Once again, in my own consumption, I can point to what appears to be a 'worthy' reason for why this consumption can be justified. What if there is no such 'worthy' justification? We might take for example the endless cycles of consumption that are associated with home redecoration, or the purchase of (the much used example of) a plasma television. Surely there is no 'worthy' way to justify such consumption?
It is very easy to sympathise with a view that relentless economic growth driven by consumption is somehow unacceptable. However, there appears to be a curious 'moralism' that frames the arguments about consumption.
Astute readers may, at this point, see that in some respects I may be setting up a straw man. I am starting to try to link consumption with a notion of worthiness. However, in linking the examples of consumption here to worthiness, I am hopefully illustrating a point. The point is that it is actually very difficult to regulate/control what is acceptable consumption. For example, a person may travel to far away places and offer the justification that they are learning about other cultures and people. That such an activity consumes massive resources might be considered acceptable by the person who undertakes such travel. On the other hand, another person might claim that this is an unacceptable use of resource.
We can see this kind of measure of 'worthiness' of consumption in the example of 4x4 cars, which have become a symbol of relentless consumption and environmental harm. Amongst some people, such consumption leads to the attribution of social pariah status for the consumers. The problem is that, with the exception of a small minority, most of those who heap such a status on others will themselves be involved in some kind of 'unnecessary' consumption. Even amongst the minority who do significantly restrict their consumption, they will often be using the resources and enjoying many of the benefits that are resultant from the system of consumption that the 4x4 represents.
The idea that consumption is somehow immoral is nothing new. We can see it in history in the sumptuary laws, as in the case of Renaissance Italy. It is a long while since I studied this history, but I recall laws such as restrictions on the use of feathers in hats. In this case the laws were dictated by the church, but who might dictate the laws to restrict consumption today? Who is going to determine which form of consumption is worthy, and which is not? How do we measure a holiday to learn about Chinese culture against the purchase of a 4x4, or redecoration of a house against a connection to the Internet? There seem to be many people who seem to think that they know the answer, but I find it difficult to see how they might make the distinction.

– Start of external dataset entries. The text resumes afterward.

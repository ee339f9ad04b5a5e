//! Fixed-point currency type with 2 decimal places precision.
//!
//! Uses `rust_decimal` internally with scale enforcement so balances and
//! amounts never accumulate floating-point error. Construction rounds
//! half-up, matching ordinary cash rounding.

use rust_decimal::{Decimal, RoundingStrategy};
use serde::{Deserialize, Deserializer, Serialize, Serializer};
use std::fmt;
use std::ops::{Add, AddAssign, Sub, SubAssign};
use std::str::FromStr;

/// A currency amount that maintains exactly 2 decimal places.
///
/// This type wraps `rust_decimal::Decimal` and rounds half-up to 2 places
/// on every construction, so a `Money` value is always representable as a
/// whole number of cents.
///
/// # Examples
///
/// ```
/// use std::str::FromStr;
/// use passbook::Money;
///
/// let amount = Money::from_str("10.5").unwrap();
/// assert_eq!(amount.to_string(), "10.50");
/// ```
#[derive(Debug, Clone, Copy, PartialEq, Eq, PartialOrd, Ord, Default)]
pub struct Money(Decimal);

impl Money {
    /// The number of decimal places to maintain.
    pub const SCALE: u32 = 2;

    /// Zero value.
    pub const ZERO: Self = Money(Decimal::ZERO);

    /// Creates a new `Money` from a `Decimal`, rounding half-up to 2 places.
    pub fn new(value: Decimal) -> Self {
        let mut rounded =
            value.round_dp_with_strategy(Self::SCALE, RoundingStrategy::MidpointAwayFromZero);
        rounded.rescale(Self::SCALE);
        Money(rounded)
    }

    /// Returns `true` if this value is zero.
    pub fn is_zero(&self) -> bool {
        self.0.is_zero()
    }

    /// Returns `true` if this value is strictly greater than zero.
    pub fn is_positive(&self) -> bool {
        self.0 > Decimal::ZERO
    }

    /// Returns the underlying decimal, for rate arithmetic.
    pub fn as_decimal(&self) -> Decimal {
        self.0
    }
}

impl FromStr for Money {
    type Err = rust_decimal::Error;

    fn from_str(s: &str) -> std::result::Result<Self, Self::Err> {
        let decimal = Decimal::from_str(s.trim())?;
        Ok(Money::new(decimal))
    }
}

impl fmt::Display for Money {
    fn fmt(&self, f: &mut fmt::Formatter<'_>) -> fmt::Result {
        write!(f, "{:.2}", self.0)
    }
}

impl Add for Money {
    type Output = Self;

    fn add(self, rhs: Self) -> Self::Output {
        Money::new(self.0 + rhs.0)
    }
}

impl AddAssign for Money {
    fn add_assign(&mut self, rhs: Self) {
        self.0 += rhs.0;
        self.0.rescale(Self::SCALE);
    }
}

impl Sub for Money {
    type Output = Self;

    fn sub(self, rhs: Self) -> Self::Output {
        Money::new(self.0 - rhs.0)
    }
}

impl SubAssign for Money {
    fn sub_assign(&mut self, rhs: Self) {
        self.0 -= rhs.0;
        self.0.rescale(Self::SCALE);
    }
}

impl Serialize for Money {
    fn serialize<S>(&self, serializer: S) -> std::result::Result<S::Ok, S::Error>
    where
        S: Serializer,
    {
        serializer.serialize_str(&format!("{:.2}", self.0))
    }
}

impl<'de> Deserialize<'de> for Money {
    fn deserialize<D>(deserializer: D) -> std::result::Result<Self, D::Error>
    where
        D: Deserializer<'de>,
    {
        let s = String::deserialize(deserializer)?;
        Money::from_str(&s).map_err(serde::de::Error::custom)
    }
}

There is another area of consumption 'culture' which is clearly a problem. This is the encouragement of indebtedness of consumers. I do not believe that there should be restrictions on borrowing for consumption, as that is a matter for individual people to determine. For example, some people might claim that borrowing to buy a house is 'good' borrowing, whilst borrowing to buy a plasma T.V. is not. Once again, I find it difficult to determine a way in which we can determine what is 'good' and 'bad'. Is a £200,000 mortgage debt a better thing than a debt of £1500 for a plasma TV? How might we determine what is 'good' and 'bad'?
However, there is a problem in the modern system of credit. One of the first points is that there is a system in which it is very complicated to work out how much debt we are really taking on. For example, cost of credit is often presented in terms of monthly repayments, rather than absolute cost. 'Interest free' credit is promoted to such an extent that it becomes irrational not to accept the credit. However, it is not interest free, as the interest is loaded on the goods upfront, thereby disadvantaging the cash buyers. This then encourages the use of credit.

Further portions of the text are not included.